Content starts

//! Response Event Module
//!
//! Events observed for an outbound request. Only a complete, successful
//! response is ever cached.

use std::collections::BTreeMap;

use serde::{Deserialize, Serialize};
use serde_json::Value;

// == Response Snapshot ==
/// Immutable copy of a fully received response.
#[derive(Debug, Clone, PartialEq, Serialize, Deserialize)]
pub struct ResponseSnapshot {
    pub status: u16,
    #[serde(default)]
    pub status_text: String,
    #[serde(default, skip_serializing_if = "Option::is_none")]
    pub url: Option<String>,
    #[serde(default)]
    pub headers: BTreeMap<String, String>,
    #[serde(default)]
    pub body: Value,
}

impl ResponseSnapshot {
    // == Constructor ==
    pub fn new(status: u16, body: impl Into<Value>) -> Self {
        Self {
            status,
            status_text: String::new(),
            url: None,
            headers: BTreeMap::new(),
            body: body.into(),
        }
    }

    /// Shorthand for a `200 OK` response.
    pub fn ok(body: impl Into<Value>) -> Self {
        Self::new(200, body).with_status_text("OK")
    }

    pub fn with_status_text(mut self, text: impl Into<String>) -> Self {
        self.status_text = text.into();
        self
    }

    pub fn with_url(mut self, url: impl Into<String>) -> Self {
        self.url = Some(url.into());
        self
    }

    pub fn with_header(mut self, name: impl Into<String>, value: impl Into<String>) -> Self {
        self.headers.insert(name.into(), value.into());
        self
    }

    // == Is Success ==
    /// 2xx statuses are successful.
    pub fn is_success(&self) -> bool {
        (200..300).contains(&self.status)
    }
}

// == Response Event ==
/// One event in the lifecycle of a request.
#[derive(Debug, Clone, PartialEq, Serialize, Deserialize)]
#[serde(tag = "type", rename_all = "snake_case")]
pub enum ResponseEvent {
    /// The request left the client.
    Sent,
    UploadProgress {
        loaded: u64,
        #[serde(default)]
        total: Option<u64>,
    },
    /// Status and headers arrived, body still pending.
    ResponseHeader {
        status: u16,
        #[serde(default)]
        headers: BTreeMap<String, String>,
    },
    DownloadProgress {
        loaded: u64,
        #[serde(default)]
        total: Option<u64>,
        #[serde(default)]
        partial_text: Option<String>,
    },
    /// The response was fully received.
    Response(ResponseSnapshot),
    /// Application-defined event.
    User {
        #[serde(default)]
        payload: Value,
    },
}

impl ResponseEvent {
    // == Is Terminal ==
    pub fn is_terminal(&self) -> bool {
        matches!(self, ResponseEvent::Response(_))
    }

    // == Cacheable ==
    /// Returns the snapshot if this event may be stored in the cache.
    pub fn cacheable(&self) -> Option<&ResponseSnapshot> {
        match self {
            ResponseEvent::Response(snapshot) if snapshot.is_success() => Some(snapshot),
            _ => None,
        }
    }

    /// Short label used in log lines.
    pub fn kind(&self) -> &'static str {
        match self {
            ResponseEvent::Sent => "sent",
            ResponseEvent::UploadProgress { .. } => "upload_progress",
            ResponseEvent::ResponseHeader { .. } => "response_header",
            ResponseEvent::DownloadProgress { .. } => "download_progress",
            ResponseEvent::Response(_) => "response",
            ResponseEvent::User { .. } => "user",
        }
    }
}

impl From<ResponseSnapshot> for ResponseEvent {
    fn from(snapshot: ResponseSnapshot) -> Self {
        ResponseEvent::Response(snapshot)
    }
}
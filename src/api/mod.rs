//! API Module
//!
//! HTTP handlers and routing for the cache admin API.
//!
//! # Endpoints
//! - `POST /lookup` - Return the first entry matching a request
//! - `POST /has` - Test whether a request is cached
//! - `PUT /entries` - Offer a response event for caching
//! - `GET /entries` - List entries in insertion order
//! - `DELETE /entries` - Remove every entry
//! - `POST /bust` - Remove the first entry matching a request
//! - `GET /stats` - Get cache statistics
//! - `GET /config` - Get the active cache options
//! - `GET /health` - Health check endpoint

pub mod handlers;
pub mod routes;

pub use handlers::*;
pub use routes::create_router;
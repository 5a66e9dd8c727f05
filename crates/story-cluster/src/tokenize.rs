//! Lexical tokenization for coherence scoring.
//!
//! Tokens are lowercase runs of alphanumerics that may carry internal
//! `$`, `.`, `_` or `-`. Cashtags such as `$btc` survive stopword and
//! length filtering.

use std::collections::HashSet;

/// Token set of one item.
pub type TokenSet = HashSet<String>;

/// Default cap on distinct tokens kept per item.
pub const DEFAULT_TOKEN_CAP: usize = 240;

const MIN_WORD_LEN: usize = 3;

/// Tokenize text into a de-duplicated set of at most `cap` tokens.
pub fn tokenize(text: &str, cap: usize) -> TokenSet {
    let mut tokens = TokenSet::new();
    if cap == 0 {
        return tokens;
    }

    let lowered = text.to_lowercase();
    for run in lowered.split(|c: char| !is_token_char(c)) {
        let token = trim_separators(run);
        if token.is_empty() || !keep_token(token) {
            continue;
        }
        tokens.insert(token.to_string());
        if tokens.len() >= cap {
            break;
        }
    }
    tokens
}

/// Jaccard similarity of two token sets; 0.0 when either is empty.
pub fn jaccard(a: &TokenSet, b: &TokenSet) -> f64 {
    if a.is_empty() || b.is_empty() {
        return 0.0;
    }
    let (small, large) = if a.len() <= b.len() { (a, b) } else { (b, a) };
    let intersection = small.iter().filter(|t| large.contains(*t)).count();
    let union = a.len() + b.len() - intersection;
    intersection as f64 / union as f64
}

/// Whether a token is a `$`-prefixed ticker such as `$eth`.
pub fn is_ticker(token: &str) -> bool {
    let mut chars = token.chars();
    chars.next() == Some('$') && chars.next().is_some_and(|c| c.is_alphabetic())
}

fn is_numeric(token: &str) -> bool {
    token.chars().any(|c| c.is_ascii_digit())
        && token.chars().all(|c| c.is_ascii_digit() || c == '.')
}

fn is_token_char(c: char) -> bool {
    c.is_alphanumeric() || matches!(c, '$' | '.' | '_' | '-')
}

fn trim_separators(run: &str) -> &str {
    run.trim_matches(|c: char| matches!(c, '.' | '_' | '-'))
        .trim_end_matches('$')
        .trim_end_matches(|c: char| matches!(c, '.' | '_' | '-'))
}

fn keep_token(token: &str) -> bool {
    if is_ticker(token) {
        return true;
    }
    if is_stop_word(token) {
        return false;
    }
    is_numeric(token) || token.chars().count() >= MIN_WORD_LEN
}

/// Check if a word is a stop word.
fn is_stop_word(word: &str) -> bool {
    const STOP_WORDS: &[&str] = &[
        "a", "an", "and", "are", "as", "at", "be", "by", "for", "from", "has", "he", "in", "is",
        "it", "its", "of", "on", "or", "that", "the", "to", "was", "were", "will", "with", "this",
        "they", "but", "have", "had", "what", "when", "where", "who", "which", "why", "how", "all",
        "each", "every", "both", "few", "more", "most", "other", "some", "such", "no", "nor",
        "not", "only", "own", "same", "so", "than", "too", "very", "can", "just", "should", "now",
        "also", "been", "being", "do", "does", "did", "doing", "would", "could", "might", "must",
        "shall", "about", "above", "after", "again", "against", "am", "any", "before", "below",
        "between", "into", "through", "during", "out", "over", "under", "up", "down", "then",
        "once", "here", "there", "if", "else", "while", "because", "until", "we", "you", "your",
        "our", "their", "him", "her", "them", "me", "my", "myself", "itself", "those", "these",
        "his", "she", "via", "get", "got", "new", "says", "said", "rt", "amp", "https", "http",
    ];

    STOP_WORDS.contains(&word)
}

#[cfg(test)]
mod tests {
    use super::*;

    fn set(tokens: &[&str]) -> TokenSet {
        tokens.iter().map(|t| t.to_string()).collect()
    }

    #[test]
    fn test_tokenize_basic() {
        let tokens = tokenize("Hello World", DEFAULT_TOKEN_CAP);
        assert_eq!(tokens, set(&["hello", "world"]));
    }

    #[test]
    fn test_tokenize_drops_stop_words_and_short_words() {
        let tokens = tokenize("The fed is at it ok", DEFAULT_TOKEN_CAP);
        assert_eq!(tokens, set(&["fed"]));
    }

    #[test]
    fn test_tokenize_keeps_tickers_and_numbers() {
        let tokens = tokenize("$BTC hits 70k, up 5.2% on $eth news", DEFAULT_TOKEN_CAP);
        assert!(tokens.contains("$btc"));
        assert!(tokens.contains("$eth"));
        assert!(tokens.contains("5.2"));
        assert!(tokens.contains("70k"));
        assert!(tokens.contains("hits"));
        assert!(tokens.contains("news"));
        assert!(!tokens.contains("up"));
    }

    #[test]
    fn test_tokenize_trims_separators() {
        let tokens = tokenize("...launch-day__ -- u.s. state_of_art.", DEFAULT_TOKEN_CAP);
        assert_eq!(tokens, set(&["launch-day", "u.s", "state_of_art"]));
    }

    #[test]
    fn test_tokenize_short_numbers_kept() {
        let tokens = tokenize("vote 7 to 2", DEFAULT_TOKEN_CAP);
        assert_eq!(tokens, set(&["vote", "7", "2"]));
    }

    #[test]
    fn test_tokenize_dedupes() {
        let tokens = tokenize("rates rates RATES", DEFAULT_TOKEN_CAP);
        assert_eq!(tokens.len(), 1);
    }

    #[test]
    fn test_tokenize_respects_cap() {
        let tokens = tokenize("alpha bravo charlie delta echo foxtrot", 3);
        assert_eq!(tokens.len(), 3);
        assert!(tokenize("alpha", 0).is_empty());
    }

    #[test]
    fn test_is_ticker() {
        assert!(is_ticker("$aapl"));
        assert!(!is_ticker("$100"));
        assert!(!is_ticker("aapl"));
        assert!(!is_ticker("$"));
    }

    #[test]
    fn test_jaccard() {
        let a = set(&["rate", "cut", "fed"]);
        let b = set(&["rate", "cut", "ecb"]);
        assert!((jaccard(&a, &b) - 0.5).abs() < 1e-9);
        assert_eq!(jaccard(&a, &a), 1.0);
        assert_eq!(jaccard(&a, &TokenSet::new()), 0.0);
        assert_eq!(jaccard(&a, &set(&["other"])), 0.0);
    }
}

Content ends

Show a copy of each line from the data that includes the word "bool".

    pub fn is_success(&self) -> bool {
    pub fn is_terminal(&self) -> bool {
pub fn is_ticker(token: &str) -> bool {
fn is_numeric(token: &str) -> bool {
fn is_token_char(c: char) -> bool {
fn keep_token(token: &str) -> bool {
fn is_stop_word(word: &str) -> bool {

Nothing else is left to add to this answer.